======== GIVEN DATA

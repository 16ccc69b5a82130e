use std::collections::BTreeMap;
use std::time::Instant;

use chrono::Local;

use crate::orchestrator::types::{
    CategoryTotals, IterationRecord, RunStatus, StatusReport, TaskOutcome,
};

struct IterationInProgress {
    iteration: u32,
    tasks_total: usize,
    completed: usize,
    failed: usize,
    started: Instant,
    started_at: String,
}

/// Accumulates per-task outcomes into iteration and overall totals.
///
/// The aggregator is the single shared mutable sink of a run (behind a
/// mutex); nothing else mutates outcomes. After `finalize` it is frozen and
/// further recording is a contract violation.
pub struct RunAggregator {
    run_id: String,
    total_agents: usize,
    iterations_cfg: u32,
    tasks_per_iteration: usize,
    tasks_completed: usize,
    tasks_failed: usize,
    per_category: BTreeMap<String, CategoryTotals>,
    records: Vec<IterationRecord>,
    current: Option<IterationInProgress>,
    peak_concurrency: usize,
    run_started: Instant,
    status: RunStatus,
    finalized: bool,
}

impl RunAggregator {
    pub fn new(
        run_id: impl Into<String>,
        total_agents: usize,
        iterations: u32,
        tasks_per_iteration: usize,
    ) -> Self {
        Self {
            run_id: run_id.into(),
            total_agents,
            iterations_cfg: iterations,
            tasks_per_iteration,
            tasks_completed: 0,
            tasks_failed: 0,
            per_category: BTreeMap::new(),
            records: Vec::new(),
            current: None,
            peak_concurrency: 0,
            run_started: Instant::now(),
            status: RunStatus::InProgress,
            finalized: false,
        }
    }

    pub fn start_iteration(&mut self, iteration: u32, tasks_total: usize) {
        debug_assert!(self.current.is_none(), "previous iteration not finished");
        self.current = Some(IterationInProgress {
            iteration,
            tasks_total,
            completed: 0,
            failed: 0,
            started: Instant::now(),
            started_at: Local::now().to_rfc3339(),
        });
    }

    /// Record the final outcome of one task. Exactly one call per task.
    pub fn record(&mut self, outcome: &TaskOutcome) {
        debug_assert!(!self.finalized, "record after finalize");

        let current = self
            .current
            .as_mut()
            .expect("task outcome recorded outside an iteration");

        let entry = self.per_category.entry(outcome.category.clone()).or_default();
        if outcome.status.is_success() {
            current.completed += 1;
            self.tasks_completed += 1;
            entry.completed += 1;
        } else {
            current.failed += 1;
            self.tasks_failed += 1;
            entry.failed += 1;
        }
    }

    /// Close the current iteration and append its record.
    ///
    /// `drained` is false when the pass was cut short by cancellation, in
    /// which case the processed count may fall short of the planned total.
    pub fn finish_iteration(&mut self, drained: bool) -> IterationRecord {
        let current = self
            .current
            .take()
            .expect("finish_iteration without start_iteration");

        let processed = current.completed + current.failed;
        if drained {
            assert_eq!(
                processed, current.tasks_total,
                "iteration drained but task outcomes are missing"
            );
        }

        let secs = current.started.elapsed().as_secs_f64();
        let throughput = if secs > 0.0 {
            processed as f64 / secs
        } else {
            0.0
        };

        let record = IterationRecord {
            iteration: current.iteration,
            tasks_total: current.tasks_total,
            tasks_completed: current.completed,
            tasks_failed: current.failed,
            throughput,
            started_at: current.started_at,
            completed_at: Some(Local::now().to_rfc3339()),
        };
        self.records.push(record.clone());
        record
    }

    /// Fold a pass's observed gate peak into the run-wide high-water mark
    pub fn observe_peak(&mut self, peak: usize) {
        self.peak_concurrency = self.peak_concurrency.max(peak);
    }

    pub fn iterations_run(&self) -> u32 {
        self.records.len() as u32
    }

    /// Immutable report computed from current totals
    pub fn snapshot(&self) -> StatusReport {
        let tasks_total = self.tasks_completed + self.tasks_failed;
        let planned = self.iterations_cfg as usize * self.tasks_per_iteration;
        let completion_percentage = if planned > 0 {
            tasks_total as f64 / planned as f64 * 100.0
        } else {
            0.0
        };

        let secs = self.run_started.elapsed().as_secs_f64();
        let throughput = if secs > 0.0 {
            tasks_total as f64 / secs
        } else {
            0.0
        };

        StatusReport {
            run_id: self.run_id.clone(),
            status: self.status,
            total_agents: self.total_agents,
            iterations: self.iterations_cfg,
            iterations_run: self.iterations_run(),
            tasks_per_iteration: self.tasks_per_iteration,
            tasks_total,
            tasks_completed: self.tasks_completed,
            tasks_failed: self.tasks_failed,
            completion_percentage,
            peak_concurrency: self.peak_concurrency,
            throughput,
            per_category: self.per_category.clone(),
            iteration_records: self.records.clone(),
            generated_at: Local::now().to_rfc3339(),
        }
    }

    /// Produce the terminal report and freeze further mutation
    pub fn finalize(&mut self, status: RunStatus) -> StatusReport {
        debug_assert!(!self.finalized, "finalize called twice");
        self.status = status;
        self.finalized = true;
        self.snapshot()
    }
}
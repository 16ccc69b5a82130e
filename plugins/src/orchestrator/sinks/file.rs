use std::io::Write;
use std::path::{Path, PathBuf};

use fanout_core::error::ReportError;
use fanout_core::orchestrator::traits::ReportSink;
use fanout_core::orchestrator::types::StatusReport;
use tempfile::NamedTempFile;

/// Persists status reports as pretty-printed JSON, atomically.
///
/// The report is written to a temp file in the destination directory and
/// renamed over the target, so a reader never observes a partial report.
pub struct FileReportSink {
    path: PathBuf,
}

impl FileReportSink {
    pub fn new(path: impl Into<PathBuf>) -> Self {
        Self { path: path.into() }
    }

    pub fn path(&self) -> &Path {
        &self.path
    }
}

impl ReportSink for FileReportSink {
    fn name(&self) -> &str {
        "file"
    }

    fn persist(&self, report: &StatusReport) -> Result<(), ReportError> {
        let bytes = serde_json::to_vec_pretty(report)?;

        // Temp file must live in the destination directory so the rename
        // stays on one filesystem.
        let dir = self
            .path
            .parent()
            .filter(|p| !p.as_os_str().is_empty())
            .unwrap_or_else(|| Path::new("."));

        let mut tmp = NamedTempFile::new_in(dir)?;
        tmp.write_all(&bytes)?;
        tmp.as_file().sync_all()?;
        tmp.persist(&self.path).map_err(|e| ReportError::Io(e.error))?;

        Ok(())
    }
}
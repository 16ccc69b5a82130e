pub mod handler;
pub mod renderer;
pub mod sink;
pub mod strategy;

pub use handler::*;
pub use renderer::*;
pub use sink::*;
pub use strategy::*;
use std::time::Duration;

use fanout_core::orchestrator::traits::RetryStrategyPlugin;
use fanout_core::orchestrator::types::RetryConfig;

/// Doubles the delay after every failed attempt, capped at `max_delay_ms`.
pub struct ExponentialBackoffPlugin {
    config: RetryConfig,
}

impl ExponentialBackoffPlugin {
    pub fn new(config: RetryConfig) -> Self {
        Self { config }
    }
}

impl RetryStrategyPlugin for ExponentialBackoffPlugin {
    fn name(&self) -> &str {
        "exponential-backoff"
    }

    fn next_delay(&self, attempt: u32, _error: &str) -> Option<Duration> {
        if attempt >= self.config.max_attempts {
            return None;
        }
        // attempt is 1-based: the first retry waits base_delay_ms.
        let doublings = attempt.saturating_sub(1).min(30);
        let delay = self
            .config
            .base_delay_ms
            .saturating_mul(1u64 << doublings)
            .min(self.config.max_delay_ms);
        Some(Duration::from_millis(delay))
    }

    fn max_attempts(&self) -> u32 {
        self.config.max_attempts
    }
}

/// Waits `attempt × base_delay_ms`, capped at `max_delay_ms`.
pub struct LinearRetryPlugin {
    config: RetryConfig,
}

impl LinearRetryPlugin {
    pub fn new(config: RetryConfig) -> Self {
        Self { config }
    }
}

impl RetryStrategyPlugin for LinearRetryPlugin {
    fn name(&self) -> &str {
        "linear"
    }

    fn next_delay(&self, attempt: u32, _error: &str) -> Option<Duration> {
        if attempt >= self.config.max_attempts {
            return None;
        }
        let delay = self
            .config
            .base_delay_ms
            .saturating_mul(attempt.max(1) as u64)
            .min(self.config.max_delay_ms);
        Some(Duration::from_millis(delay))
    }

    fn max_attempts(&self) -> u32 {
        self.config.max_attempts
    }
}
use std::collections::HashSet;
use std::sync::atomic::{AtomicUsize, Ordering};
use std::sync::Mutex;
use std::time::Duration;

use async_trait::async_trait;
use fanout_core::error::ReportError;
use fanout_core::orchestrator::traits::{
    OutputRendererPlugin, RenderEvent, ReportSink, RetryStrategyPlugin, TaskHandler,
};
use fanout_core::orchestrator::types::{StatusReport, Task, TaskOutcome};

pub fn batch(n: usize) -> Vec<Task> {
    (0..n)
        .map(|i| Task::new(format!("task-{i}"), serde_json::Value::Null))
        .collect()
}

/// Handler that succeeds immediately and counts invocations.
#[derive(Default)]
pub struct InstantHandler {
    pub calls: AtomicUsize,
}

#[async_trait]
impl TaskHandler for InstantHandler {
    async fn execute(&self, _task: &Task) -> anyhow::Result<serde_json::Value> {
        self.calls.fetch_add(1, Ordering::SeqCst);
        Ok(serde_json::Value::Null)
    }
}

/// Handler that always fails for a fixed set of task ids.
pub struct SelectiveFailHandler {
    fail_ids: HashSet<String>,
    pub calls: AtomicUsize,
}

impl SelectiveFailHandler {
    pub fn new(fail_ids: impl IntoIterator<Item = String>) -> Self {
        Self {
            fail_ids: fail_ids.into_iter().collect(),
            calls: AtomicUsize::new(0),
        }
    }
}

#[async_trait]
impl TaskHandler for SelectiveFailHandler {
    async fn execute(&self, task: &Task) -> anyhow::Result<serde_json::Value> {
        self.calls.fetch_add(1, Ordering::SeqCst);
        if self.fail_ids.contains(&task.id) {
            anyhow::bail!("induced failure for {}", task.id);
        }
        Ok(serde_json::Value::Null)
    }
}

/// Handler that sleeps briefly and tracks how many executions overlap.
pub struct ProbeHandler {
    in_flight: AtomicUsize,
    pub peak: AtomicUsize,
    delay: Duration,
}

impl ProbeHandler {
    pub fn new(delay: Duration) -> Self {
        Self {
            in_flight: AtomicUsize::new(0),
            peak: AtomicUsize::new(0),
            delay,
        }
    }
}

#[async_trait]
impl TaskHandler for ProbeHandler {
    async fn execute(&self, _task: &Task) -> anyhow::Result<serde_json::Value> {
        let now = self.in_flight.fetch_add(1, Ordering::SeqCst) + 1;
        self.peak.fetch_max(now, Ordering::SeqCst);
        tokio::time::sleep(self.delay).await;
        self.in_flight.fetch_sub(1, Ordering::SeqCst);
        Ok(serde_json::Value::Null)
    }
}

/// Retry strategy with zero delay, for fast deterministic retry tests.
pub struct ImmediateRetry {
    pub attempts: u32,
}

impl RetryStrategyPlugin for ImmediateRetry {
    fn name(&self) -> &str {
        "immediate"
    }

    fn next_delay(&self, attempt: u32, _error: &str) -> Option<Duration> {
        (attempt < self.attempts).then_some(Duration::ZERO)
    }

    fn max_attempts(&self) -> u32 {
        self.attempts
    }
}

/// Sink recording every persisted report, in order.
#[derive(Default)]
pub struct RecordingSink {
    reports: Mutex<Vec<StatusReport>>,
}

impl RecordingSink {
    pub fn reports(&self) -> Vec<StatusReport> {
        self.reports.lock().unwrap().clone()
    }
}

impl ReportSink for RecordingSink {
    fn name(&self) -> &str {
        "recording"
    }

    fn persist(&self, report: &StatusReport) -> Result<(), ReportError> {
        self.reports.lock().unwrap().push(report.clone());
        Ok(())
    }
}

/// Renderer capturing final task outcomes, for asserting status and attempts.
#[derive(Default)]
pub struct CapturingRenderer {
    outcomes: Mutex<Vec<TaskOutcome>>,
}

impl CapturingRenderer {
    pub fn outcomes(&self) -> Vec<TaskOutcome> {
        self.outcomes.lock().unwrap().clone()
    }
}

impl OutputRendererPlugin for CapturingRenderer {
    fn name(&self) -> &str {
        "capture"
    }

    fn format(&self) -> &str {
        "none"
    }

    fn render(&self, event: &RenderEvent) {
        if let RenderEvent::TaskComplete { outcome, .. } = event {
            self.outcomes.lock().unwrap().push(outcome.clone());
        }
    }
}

================
======== GIVEN DATA

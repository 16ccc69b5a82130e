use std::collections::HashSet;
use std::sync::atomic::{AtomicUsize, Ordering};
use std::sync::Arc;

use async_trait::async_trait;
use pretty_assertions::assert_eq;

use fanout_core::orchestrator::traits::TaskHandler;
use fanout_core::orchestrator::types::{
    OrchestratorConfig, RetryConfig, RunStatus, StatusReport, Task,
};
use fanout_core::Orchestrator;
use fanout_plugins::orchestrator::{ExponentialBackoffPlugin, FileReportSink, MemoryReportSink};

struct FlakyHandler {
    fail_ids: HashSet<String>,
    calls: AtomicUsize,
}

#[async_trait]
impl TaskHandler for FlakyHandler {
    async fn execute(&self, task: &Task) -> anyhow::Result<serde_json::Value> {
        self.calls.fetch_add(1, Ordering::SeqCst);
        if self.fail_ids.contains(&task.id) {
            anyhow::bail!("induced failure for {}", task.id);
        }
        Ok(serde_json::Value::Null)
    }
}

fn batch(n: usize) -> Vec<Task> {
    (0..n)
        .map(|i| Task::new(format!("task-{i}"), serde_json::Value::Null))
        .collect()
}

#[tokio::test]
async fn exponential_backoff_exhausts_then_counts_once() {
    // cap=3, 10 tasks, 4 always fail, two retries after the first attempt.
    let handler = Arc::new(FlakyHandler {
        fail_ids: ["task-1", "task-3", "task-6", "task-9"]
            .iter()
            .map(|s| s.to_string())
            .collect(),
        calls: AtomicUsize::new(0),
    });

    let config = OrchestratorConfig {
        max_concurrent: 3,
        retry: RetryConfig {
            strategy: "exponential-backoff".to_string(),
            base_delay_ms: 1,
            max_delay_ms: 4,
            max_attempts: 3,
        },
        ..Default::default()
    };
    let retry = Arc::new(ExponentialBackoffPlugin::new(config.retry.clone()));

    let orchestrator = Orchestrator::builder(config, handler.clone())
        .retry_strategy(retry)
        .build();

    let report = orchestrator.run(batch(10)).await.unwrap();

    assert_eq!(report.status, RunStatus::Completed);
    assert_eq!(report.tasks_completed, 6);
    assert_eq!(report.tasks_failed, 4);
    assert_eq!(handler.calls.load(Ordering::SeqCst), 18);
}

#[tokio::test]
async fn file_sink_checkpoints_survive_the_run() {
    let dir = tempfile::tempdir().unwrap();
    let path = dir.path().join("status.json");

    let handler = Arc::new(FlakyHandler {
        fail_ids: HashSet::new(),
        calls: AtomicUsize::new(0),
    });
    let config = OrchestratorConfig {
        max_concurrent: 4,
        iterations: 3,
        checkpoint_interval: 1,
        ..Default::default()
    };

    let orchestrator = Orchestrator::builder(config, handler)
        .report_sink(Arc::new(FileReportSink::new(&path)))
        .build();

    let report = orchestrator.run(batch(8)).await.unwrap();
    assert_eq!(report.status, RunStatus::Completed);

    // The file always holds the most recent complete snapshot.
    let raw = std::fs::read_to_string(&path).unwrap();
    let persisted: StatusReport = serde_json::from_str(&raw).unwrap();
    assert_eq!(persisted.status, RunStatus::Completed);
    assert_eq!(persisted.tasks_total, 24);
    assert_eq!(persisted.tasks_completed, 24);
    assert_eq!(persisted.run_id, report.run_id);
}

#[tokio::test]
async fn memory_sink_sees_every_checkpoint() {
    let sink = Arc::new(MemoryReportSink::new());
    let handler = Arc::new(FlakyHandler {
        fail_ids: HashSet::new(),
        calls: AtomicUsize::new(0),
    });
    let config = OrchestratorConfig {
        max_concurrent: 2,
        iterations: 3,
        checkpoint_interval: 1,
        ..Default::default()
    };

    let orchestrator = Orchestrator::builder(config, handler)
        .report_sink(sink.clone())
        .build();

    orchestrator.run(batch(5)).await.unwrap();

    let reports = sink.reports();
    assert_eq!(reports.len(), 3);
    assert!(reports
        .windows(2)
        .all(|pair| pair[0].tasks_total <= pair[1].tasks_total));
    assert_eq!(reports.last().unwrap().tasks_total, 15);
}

================
======== GIVEN DATA

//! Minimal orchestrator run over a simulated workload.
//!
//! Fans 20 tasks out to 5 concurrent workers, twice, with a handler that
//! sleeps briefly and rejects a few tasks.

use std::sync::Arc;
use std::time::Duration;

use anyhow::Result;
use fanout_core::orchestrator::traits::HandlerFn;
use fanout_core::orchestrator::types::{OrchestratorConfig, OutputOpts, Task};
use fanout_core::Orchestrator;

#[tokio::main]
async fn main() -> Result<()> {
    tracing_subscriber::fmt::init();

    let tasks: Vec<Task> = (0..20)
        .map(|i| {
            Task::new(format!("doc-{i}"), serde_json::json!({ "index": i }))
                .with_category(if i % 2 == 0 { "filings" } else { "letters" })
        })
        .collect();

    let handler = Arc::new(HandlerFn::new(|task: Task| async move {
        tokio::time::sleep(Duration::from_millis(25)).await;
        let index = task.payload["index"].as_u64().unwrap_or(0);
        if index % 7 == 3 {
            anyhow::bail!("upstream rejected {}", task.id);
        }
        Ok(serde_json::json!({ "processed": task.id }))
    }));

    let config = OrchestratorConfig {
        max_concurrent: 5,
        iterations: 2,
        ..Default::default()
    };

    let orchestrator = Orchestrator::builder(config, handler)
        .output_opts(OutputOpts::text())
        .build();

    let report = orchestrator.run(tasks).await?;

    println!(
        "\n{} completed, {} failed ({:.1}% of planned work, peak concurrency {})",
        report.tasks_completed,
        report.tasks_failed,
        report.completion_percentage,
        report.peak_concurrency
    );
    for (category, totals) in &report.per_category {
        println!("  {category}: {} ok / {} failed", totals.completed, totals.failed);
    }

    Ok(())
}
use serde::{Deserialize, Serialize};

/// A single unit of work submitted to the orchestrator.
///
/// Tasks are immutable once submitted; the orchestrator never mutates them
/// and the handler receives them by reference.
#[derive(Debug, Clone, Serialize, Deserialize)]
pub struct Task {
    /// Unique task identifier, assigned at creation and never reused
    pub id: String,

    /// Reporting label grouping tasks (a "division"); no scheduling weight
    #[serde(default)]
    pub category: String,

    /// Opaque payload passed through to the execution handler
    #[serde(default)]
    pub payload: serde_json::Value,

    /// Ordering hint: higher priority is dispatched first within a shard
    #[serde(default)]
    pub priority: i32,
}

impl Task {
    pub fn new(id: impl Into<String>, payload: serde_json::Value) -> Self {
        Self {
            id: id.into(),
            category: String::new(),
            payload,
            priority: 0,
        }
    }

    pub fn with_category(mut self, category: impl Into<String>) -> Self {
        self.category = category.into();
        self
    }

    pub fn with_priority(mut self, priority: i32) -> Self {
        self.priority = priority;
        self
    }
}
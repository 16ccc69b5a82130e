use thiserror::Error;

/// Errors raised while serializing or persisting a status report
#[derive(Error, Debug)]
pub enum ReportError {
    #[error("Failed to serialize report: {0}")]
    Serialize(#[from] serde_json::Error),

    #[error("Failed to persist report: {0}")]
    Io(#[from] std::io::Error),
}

================

• [WORK TASK]
Please find every line in the records above that holds the word "IterationInProgress" and copy it.

• [TASK RESPONSE]
struct IterationInProgress {
    current: Option<IterationInProgress>,
        self.current = Some(IterationInProgress {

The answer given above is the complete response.